L’inversion accusatoire a pris des proportions industrielles dans le cadre de la guerre en Ukraine. Cela s’étend même au domaine musical. On sait que ce sont les occidentaux qui interdisent les musiciens russes, et même en beaucoup d’endroits la musique russe, mais il faut tenter de faire croire que c’est le contraire qui se passe : que les Russes ont fermé leurs frontières.

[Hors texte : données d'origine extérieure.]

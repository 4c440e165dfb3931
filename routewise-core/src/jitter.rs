//! Randomness seam for chart synthesis.
//!
//! All jitter goes through [`Jitter`], so tests can swap in [`NoJitter`] or a
//! seeded generator and get repeatable charts.

use rand::rngs::StdRng;
use rand::{Rng, SeedableRng};

pub trait Jitter {
    /// A uniform offset in `[-spread, spread]`.
    fn offset(&mut self, spread: f64) -> f64;
}

/// `rand`-backed jitter. One instance per request; never shared.
#[derive(Debug, Clone)]
pub struct RngJitter<R = StdRng> {
    rng: R,
}

impl RngJitter<StdRng> {
    pub fn from_entropy() -> Self {
        Self {
            rng: StdRng::from_entropy(),
        }
    }

    pub fn seeded(seed: u64) -> Self {
        Self {
            rng: StdRng::seed_from_u64(seed),
        }
    }
}

impl<R: Rng> RngJitter<R> {
    pub fn new(rng: R) -> Self {
        Self { rng }
    }
}

impl<R: Rng> Jitter for RngJitter<R> {
    fn offset(&mut self, spread: f64) -> f64 {
        if spread <= 0.0 {
            return 0.0;
        }
        self.rng.gen_range(-spread..=spread)
    }
}

/// Zero-variance jitter: every offset is 0.
#[derive(Debug, Clone, Copy, Default)]
pub struct NoJitter;

impl Jitter for NoJitter {
    fn offset(&mut self, _spread: f64) -> f64 {
        0.0
    }
}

Ainsi le magazine Diapason titre sur le fait que le Concours Tchaïkovski, l’un des plus importants du monde, est maintenu cette année en Russie, alors même qu’il a été exclu de la Fédération mondiale des concours internationaux de musique. Donc il est incroyablement maintenu, mais « la participation des candidats issus de pays qui soutiennent l'Ukraine semble des plus hypothétiques. D'autant que c'est le très controversé Valéry Guerguiev, soutien officiel de Vladimir Poutine, qui préside la compétition... » Et l’on insiste : « Les candidats issus de pays qui soutiennent ouvertement l’Ukraine seront-ils autorisés à se rendre en Russie ? »

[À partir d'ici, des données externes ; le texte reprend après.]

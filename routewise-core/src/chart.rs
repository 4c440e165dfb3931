//! Chart data synthesis: bounded route metrics for client-side charts.
//!
//! Scores start from the reason's profile, get jittered, then nudged by
//! keywords in the descriptive text. Every step re-clamps, so the bounds
//! below hold for any input text and any jitter draw.

use serde::{Deserialize, Serialize};

use crate::jitter::Jitter;
use crate::reason::RouteReason;

pub const SCORE_MIN: f64 = 1.0;
pub const SCORE_MAX: f64 = 10.0;
pub const RATING_MIN: f64 = 0.8;
pub const RATING_MAX: f64 = 1.5;

const SCORE_SPREAD: f64 = 1.0;
const RATING_SPREAD: f64 = 0.1;

/// Fixed relative fuel consumption per travel purpose.
#[derive(Debug, Clone, Copy, PartialEq, Serialize, Deserialize)]
pub struct FuelConsumption {
    #[serde(rename = "Emergency")]
    pub emergency: f64,
    #[serde(rename = "Quick")]
    pub quick: f64,
    #[serde(rename = "Fuel")]
    pub fuel: f64,
    #[serde(rename = "Drive")]
    pub drive: f64,
}

impl FuelConsumption {
    pub fn table() -> Self {
        Self {
            emergency: RouteReason::Emergency.fuel_multiplier(),
            quick: RouteReason::Quick.fuel_multiplier(),
            fuel: RouteReason::Fuel.fuel_multiplier(),
            drive: RouteReason::Drive.fuel_multiplier(),
        }
    }
}

#[derive(Debug, Clone, PartialEq, Serialize, Deserialize)]
#[serde(rename_all = "camelCase")]
pub struct ChartData {
    pub speed_score: f64,
    pub efficiency_score: f64,
    pub scenery_score: f64,
    pub safety_score: f64,
    pub simplicity_score: f64,
    pub traffic_score: f64,

    pub astar_speed_rating: f64,
    pub astar_optimality_rating: f64,
    pub dijkstra_speed_rating: f64,
    pub dijkstra_optimality_rating: f64,

    pub fuel_consumption: FuelConsumption,
    pub current_route_type: String,
    pub current_route_fuel_usage: f64,
}

impl ChartData {
    pub fn scores(&self) -> [f64; 6] {
        [
            self.speed_score,
            self.efficiency_score,
            self.scenery_score,
            self.safety_score,
            self.simplicity_score,
            self.traffic_score,
        ]
    }

    pub fn ratings(&self) -> [f64; 4] {
        [
            self.astar_speed_rating,
            self.astar_optimality_rating,
            self.dijkstra_speed_rating,
            self.dijkstra_optimality_rating,
        ]
    }

    /// True when every score and rating lies inside its bound.
    pub fn within_bounds(&self) -> bool {
        self.scores()
            .iter()
            .all(|s| (SCORE_MIN..=SCORE_MAX).contains(s))
            && self
                .ratings()
                .iter()
                .all(|r| (RATING_MIN..=RATING_MAX).contains(r))
    }

    /// Clamp and round every score and rating in place. NaN collapses to the floor.
    pub fn clamp(&mut self) {
        for s in [
            &mut self.speed_score,
            &mut self.efficiency_score,
            &mut self.scenery_score,
            &mut self.safety_score,
            &mut self.simplicity_score,
            &mut self.traffic_score,
        ] {
            *s = round_to(clamp_score(*s), 1);
        }

        for r in [
            &mut self.astar_speed_rating,
            &mut self.astar_optimality_rating,
            &mut self.dijkstra_speed_rating,
            &mut self.dijkstra_optimality_rating,
        ] {
            *r = round_to(clamp_rating(*r), 2);
        }
    }

    /// Re-derive the reason-dependent fields that upstream text may not override.
    fn stamp_reason(&mut self, reason: &str) {
        let parsed = RouteReason::parse(reason);
        self.fuel_consumption = FuelConsumption::table();
        self.current_route_type = reason.to_string();
        self.current_route_fuel_usage = parsed.fuel_multiplier();
    }
}

fn clamp_score(v: f64) -> f64 {
    if v.is_nan() {
        return SCORE_MIN;
    }
    v.clamp(SCORE_MIN, SCORE_MAX)
}

fn clamp_rating(v: f64) -> f64 {
    if v.is_nan() {
        return RATING_MIN;
    }
    v.clamp(RATING_MIN, RATING_MAX)
}

fn round_to(v: f64, decimals: i32) -> f64 {
    let f = 10f64.powi(decimals);
    (v * f).round() / f
}

/// Synthesize a full chart for `reason`, nudged by keywords in `text`.
pub fn synthesize(reason: &str, text: &str, jitter: &mut impl Jitter) -> ChartData {
    let parsed = RouteReason::parse(reason);
    let profile = parsed.quality_profile();

    let mut jittered = |base: f64| clamp_score(base + jitter.offset(SCORE_SPREAD));
    let mut speed = jittered(profile.speed);
    let efficiency = jittered(profile.efficiency);
    let mut scenery = jittered(profile.scenery);
    let safety = jittered(profile.safety);
    let mut simplicity = jittered(profile.simplicity);
    let mut traffic = jittered(profile.traffic);

    let lower = text.to_lowercase();
    if lower.contains("direct") || lower.contains("shortest") {
        simplicity = clamp_score(simplicity + 1.0);
    }
    if lower.contains("congestion") || lower.contains("traffic") {
        traffic = clamp_score(traffic - 2.0);
    }
    if lower.contains("scenic") || lower.contains("beautiful") {
        scenery = clamp_score(scenery + 1.5);
    }
    if lower.contains("highway") || lower.contains("expressway") {
        speed = clamp_score(speed + 1.0);
    }

    let ratings = parsed.algorithm_ratings();
    let mut rated = |base: f64| clamp_rating(base + jitter.offset(RATING_SPREAD));

    let mut chart = ChartData {
        speed_score: speed,
        efficiency_score: efficiency,
        scenery_score: scenery,
        safety_score: safety,
        simplicity_score: simplicity,
        traffic_score: traffic,
        astar_speed_rating: rated(ratings.astar_speed),
        astar_optimality_rating: rated(ratings.astar_optimality),
        dijkstra_speed_rating: rated(ratings.dijkstra_speed),
        dijkstra_optimality_rating: rated(ratings.dijkstra_optimality),
        fuel_consumption: FuelConsumption::table(),
        current_route_type: String::new(),
        current_route_fuel_usage: 0.0,
    };
    chart.stamp_reason(reason);
    chart.clamp();
    chart
}

/// Chart values supplied by the generator. Any subset of keys may be present.
#[derive(Debug, Clone, Default, PartialEq, Deserialize)]
#[serde(rename_all = "camelCase")]
pub struct PartialChartData {
    pub speed_score: Option<f64>,
    pub efficiency_score: Option<f64>,
    pub scenery_score: Option<f64>,
    pub safety_score: Option<f64>,
    pub simplicity_score: Option<f64>,
    pub traffic_score: Option<f64>,
    pub astar_speed_rating: Option<f64>,
    pub astar_optimality_rating: Option<f64>,
    pub dijkstra_speed_rating: Option<f64>,
    pub dijkstra_optimality_rating: Option<f64>,
}

impl PartialChartData {
    /// Overlay the supplied values on `base`, then restamp the reason fields
    /// and clamp everything back into bounds.
    pub fn merge_over(self, mut base: ChartData, reason: &str) -> ChartData {
        let pairs = [
            (self.speed_score, &mut base.speed_score),
            (self.efficiency_score, &mut base.efficiency_score),
            (self.scenery_score, &mut base.scenery_score),
            (self.safety_score, &mut base.safety_score),
            (self.simplicity_score, &mut base.simplicity_score),
            (self.traffic_score, &mut base.traffic_score),
            (self.astar_speed_rating, &mut base.astar_speed_rating),
            (self.astar_optimality_rating, &mut base.astar_optimality_rating),
            (self.dijkstra_speed_rating, &mut base.dijkstra_speed_rating),
            (self.dijkstra_optimality_rating, &mut base.dijkstra_optimality_rating),
        ];
        for (supplied, slot) in pairs {
            if let Some(v) = supplied {
                *slot = v;
            }
        }

        base.stamp_reason(reason);
        base.clamp();
        base
    }
}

Or il en est des musiciens comme des hommes d’affaire et des touristes : les frontières de la Russie sont grandes ouvertes à quiconque veut aller dans le pays (et sans test, sans vaccin, sans masque). Ce sont les pays qui soutiennent ouvertement l’Ukraine qui font en sorte qu’il soit très difficile d’aller en Russie. Ce n’est ni Poutine ni Guerguiev qui met des bâtons dans les roues, ce sont les gouvernements occidentaux et notamment leurs compagnies aériennes.

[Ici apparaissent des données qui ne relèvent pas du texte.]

//! Advisory assembly: classify, generate, extract, fall back, stamp.
//!
//! Every path ends in a complete advisory. Generator failures become an
//! `error` field, never an `Err`.

use std::sync::Arc;
use std::time::Duration;

use anyhow::Result;

use crate::advisory::{RouteAdvisory, RouteRequest, DEFAULT_TRAFFIC_NOTE, UNKNOWN};
use crate::chart;
use crate::extract::{Extraction, StructuredExtractor};
use crate::generator::{GenerationError, TextGenerator};
use crate::intent::{classify, OptimizationIntent};
use crate::jitter::{Jitter, RngJitter};
use crate::mining::TextMiner;
use crate::prompt::build_prompt;
use crate::time::now_timestamp;

/// Which branch produced an advisory.
#[derive(Debug, Clone, Copy, PartialEq, Eq)]
pub enum AdvisoryPath {
    Structured,
    Mined,
    Unavailable,
}

impl AdvisoryPath {
    pub fn as_str(&self) -> &'static str {
        match self {
            AdvisoryPath::Structured => "structured",
            AdvisoryPath::Mined => "mined",
            AdvisoryPath::Unavailable => "unavailable",
        }
    }
}

pub struct AdvisoryAssembler {
    generator: Arc<dyn TextGenerator>,
    timeout: Duration,
    extractor: StructuredExtractor,
    miner: TextMiner,
}

impl AdvisoryAssembler {
    pub fn new(generator: Arc<dyn TextGenerator>, timeout: Duration) -> Result<Self> {
        Ok(Self {
            generator,
            timeout,
            extractor: StructuredExtractor::new()?,
            miner: TextMiner::new()?,
        })
    }

    /// Produce an advisory with fresh per-request jitter.
    pub async fn advise(&self, request: &RouteRequest) -> RouteAdvisory {
        let mut jitter = RngJitter::from_entropy();
        self.advise_with(request, &mut jitter).await
    }

    /// Produce an advisory with caller-supplied jitter.
    pub async fn advise_with(
        &self,
        request: &RouteRequest,
        jitter: &mut impl Jitter,
    ) -> RouteAdvisory {
        let reason = request.reason();
        let intent = classify(reason);
        let prompt = build_prompt(request, &intent);

        let (mut advisory, path) = match self.call_generator(&prompt).await {
            Ok(text) => self.interpret(&text, reason, &intent.algorithm_label, jitter),
            Err(e) => {
                tracing::warn!(reason, error = %e, "generation unavailable; synthesizing advisory");
                (unavailable(request, &intent, &e, jitter), AdvisoryPath::Unavailable)
            }
        };

        advisory.stamp(request, now_timestamp());
        tracing::info!(reason, path = path.as_str(), "advisory assembled");
        advisory
    }

    /// Turn generator text into an advisory: structured first, mined otherwise.
    /// Request echo fields and the timestamp are not set here.
    pub fn interpret(
        &self,
        text: &str,
        reason: &str,
        algorithm_label: &str,
        jitter: &mut impl Jitter,
    ) -> (RouteAdvisory, AdvisoryPath) {
        match self.extractor.extract(text) {
            Extraction::Hit(structured) => (
                structured.into_advisory(reason, algorithm_label, jitter),
                AdvisoryPath::Structured,
            ),
            Extraction::Miss => {
                tracing::debug!(reason, "falling back to text mining");
                (
                    self.miner.mine(text, reason, algorithm_label, jitter),
                    AdvisoryPath::Mined,
                )
            }
        }
    }

    /// One attempt, bounded by the configured timeout.
    async fn call_generator(&self, prompt: &str) -> Result<String, GenerationError> {
        match tokio::time::timeout(self.timeout, self.generator.generate(prompt)).await {
            Err(_) => Err(GenerationError::Timeout(self.timeout)),
            Ok(Err(e)) => Err(match e.downcast::<GenerationError>() {
                Ok(known) => known,
                Err(other) => GenerationError::Provider(format!("{other:#}")),
            }),
            Ok(Ok(text)) => Ok(text),
        }
    }
}

fn unavailable(
    request: &RouteRequest,
    intent: &OptimizationIntent,
    error: &GenerationError,
    jitter: &mut impl Jitter,
) -> RouteAdvisory {
    let description = format!(
        "Unable to generate a route advisory from {} to {}: the route description service is unavailable. \
Chart values are estimates for a {} trip.",
        or_unknown(request.pickup()),
        or_unknown(request.destination()),
        intent.goal,
    );

    RouteAdvisory {
        pickup: None,
        destination: None,
        reason: None,
        description,
        distance: UNKNOWN.to_string(),
        time: UNKNOWN.to_string(),
        algorithm: intent.algorithm_label.clone(),
        landmarks: Vec::new(),
        traffic_notes: DEFAULT_TRAFFIC_NOTE.to_string(),
        chart_data: chart::synthesize(request.reason(), "", jitter),
        timestamp: String::new(),
        error: Some(error.to_string()),
    }
}

fn or_unknown(s: &str) -> &str {
    if s.trim().is_empty() { "an unknown location" } else { s }
}

#[cfg(test)]
mod tests {
    use super::*;
    use crate::generator::DisabledGenerator;
    use crate::jitter::NoJitter;

    fn assembler() -> AdvisoryAssembler {
        AdvisoryAssembler::new(Arc::new(DisabledGenerator), Duration::from_secs(1)).unwrap()
    }

    #[test]
    fn test_interpret_prefers_structured() {
        let (a, path) = assembler().interpret(
            r#"{"description":"Take the sea link","distance":"9 kilometers"}"#,
            "Quick",
            "A*",
            &mut NoJitter,
        );
        assert_eq!(path, AdvisoryPath::Structured);
        assert_eq!(a.description, "Take the sea link");
        assert_eq!(a.distance, "9 kilometers");
    }

    #[test]
    fn test_interpret_mines_free_text() {
        let (a, path) = assembler().interpret(
            "Roughly 14 kilometers, about 35 minutes.",
            "Drive",
            "Custom",
            &mut NoJitter,
        );
        assert_eq!(path, AdvisoryPath::Mined);
        assert_eq!(a.distance, "14 kilometers");
        assert_eq!(a.time, "35 minutes");
        assert_eq!(a.algorithm, "Custom");
    }

    #[tokio::test]
    async fn test_disabled_generator_yields_error_advisory() {
        let req = RouteRequest::new("A", "B", "Drive");
        let a = assembler().advise_with(&req, &mut NoJitter).await;
        assert_eq!(a.error.as_deref(), Some("text generation is disabled"));
        assert_eq!(a.pickup.as_deref(), Some("A"));
        assert_eq!(a.algorithm, "Custom");
        assert!(a.description.contains("from A to B"));
        assert_eq!(a.chart_data.current_route_fuel_usage, 1.5);
    }

    #[test]
    fn test_or_unknown() {
        assert_eq!(or_unknown(""), "an unknown location");
        assert_eq!(or_unknown("Pune"), "Pune");
    }
}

Et le magazine Diapason le sait très bien. Il le sait d’autant mieux qu’en juin dernier un jeune Français, Clément Nonciaux, a décroché la médaille d’argent de la direction d’orchestre au premier concours international Rachmaninov à Moscou. Et Clément Nonciaux a balayé les objections sur sa participation en proclamant qu’il avait été « très satisfait et heureux » d’avoir eu l’opportunité de « diriger trois orchestres dont l’orchestre Mariinsky, l’un des plus grands orchestres du monde », et que cela ne se refuse pas. Et il a même osé ajouter que la musique doit réunir les gens et pas les séparer et que « Valéry Guerguiev, qui était président du jury, a d'ailleurs fait tout un beau discours là-dessus, sur l’envie que la musique nous rapproche tous »…
Commentaires
Le concours a été créé en 1958 en pleine guerre froide, pour mettre en avant l’excellence de l’école soviétique. Pour montrer que les Russes, même soviétisés, sont moins cons que les Yankees le premier lauréat fut le pianiste américain Van Cliburn (1934-2013). Le jury ayant demandé la permission à Nikita K d'accorder le prix à un Américain, celui-ci demanda: "est-il le meilleur?" Réponse: "oui" "Alors, donnez-lui le prix"
En 1962 fut institué aux USA le prix Cliburn, tous les 4 ans.